# EXERCISE DETAILS
In the records below, find the line holding "filename crates/relay-core/src/content.rs" and the line holding "MessageContent::Blocks(blocks) => blocks.iter().find_map(|block|". Set down both, with every line between them, exactly.

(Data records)

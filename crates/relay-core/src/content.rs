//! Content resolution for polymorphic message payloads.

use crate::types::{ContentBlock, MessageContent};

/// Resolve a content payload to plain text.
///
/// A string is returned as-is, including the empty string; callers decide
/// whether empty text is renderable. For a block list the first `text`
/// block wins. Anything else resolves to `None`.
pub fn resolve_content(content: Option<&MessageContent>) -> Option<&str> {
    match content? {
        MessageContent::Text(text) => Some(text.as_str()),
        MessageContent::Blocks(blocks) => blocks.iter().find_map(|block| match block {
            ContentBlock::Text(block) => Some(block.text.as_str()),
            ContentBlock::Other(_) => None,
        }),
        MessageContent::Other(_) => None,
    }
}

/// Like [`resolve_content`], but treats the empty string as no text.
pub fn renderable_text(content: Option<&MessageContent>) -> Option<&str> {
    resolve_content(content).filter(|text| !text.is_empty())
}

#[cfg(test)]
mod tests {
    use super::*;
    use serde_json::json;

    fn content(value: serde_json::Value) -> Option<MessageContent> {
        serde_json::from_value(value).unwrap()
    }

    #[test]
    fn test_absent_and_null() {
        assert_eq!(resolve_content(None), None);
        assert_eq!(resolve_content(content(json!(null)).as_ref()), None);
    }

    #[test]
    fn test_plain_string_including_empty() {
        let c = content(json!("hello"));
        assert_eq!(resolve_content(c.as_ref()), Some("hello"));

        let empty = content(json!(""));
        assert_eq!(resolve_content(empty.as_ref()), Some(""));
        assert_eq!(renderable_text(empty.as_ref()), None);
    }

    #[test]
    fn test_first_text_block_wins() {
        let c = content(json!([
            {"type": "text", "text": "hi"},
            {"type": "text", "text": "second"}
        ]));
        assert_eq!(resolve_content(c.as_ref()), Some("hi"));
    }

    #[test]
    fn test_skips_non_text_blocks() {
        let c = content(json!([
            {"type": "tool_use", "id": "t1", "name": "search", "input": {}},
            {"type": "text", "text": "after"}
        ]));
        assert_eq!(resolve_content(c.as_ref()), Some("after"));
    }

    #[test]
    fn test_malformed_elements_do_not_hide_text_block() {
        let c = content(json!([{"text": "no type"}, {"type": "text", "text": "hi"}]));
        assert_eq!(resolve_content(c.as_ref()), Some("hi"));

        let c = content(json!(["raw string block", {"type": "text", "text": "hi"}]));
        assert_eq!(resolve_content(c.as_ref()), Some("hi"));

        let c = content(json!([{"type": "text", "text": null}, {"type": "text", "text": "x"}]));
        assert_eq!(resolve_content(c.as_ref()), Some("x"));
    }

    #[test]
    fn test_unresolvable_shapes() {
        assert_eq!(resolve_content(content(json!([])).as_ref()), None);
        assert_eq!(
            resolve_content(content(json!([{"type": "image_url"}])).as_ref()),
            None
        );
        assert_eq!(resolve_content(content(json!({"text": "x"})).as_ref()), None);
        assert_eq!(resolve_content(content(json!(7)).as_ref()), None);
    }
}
...
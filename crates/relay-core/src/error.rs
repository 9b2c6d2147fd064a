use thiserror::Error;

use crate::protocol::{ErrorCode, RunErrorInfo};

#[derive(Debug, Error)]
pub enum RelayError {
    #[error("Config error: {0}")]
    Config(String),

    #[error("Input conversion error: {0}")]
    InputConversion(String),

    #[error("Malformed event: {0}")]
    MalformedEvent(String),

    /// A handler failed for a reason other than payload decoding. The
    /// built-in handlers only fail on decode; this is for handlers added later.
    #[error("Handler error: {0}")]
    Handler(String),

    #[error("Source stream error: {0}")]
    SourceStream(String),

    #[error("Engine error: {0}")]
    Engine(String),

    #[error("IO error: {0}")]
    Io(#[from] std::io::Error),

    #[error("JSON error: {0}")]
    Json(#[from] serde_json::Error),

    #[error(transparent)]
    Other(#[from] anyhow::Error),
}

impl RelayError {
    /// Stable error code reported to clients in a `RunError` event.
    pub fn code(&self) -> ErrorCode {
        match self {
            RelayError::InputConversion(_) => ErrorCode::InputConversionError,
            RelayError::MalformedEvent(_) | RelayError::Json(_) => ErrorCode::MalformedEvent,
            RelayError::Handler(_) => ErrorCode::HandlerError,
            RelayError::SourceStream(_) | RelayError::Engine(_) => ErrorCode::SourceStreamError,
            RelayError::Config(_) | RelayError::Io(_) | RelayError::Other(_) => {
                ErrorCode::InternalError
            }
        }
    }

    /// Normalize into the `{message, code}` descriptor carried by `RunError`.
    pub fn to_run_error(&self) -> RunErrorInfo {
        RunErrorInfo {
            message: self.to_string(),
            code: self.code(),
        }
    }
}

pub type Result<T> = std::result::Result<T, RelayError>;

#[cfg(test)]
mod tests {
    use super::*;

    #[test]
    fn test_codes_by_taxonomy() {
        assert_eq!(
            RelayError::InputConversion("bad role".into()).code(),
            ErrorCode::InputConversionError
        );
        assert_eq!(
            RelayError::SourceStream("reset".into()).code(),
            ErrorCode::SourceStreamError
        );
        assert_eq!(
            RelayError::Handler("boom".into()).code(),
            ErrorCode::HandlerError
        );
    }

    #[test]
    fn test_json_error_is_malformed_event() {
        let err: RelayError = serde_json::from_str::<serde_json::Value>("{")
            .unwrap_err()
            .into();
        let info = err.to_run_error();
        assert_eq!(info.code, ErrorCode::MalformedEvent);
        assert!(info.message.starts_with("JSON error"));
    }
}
* * *
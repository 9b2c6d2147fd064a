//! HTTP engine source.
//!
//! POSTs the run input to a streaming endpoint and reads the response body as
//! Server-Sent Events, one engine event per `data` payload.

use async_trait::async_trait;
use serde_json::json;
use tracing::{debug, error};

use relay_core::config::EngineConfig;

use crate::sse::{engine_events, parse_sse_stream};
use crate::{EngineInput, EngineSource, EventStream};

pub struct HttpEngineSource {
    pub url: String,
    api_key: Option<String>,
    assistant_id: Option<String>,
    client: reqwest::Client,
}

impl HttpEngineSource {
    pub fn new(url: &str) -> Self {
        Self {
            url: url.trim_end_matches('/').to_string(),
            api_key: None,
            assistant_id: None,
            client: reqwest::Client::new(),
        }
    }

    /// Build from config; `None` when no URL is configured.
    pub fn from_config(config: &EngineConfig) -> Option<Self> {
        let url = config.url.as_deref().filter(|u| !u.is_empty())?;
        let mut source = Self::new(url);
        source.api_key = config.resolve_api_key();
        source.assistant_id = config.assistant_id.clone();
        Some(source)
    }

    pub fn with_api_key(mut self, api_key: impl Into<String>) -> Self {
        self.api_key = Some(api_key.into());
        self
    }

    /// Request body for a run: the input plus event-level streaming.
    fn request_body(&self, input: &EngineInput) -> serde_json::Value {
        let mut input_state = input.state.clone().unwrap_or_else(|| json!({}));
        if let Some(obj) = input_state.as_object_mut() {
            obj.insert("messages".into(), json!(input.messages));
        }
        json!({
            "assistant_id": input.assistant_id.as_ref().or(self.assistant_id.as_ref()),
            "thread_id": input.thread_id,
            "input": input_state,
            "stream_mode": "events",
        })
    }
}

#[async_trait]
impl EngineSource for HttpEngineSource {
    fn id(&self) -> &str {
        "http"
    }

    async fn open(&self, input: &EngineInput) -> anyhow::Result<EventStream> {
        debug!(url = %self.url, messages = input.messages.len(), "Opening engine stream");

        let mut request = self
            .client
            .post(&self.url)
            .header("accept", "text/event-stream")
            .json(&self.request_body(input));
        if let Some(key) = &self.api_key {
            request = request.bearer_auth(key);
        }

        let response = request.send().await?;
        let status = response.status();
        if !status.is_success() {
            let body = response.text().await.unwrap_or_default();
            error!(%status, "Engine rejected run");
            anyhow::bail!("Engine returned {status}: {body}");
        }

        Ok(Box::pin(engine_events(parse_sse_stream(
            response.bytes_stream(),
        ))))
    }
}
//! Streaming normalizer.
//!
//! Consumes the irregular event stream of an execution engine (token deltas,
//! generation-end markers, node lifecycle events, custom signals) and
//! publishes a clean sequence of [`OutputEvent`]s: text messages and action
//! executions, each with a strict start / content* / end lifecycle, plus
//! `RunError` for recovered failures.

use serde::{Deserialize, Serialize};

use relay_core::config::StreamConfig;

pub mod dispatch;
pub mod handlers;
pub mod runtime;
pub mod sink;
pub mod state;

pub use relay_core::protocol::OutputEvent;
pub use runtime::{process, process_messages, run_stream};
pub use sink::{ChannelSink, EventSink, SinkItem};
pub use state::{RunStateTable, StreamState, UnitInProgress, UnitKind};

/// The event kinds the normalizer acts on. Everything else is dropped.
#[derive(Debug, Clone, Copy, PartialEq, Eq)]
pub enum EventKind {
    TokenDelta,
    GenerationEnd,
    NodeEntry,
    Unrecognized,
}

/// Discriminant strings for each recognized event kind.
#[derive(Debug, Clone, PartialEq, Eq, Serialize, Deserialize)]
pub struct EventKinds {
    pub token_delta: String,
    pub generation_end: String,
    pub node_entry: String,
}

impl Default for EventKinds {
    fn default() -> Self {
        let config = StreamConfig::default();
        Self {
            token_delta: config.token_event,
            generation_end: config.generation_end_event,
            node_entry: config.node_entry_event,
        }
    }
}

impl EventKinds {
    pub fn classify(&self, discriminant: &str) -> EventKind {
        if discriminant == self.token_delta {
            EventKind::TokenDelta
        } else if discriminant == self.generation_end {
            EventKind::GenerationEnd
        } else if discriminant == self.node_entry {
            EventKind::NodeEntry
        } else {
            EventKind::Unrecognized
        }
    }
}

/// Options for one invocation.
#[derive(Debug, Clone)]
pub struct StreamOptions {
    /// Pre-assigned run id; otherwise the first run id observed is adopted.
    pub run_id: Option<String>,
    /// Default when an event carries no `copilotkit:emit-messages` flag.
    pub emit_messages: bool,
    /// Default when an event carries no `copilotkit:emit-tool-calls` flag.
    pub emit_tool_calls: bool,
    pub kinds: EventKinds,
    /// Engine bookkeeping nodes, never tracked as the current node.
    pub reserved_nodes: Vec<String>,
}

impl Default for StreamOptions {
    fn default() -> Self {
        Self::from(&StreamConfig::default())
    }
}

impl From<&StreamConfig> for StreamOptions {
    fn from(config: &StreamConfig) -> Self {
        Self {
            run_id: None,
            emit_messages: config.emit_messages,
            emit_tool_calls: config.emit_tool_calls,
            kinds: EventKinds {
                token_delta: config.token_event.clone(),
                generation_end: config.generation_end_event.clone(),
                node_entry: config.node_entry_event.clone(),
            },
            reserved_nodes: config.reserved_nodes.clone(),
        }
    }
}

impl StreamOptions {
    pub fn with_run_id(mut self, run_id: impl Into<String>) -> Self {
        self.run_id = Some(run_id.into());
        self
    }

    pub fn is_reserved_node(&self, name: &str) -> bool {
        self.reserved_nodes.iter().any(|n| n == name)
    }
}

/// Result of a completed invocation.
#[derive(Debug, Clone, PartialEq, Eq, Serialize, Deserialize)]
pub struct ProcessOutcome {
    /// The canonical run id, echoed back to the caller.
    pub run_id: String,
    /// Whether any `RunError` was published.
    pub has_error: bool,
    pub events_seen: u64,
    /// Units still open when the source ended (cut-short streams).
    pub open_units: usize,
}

# WRITTEN ANSWER
filename crates/relay-core/src/content.rs
//! Content resolution for polymorphic message payloads.

use crate::types::{ContentBlock, MessageContent};

/// Resolve a content payload to plain text.
///
/// A string is returned as-is, including the empty string; callers decide
/// whether empty text is renderable. For a block list the first `text`
/// block wins. Anything else resolves to `None`.
pub fn resolve_content(content: Option<&MessageContent>) -> Option<&str> {
    match content? {
        MessageContent::Text(text) => Some(text.as_str()),
        MessageContent::Blocks(blocks) => blocks.iter().find_map(|block| match block {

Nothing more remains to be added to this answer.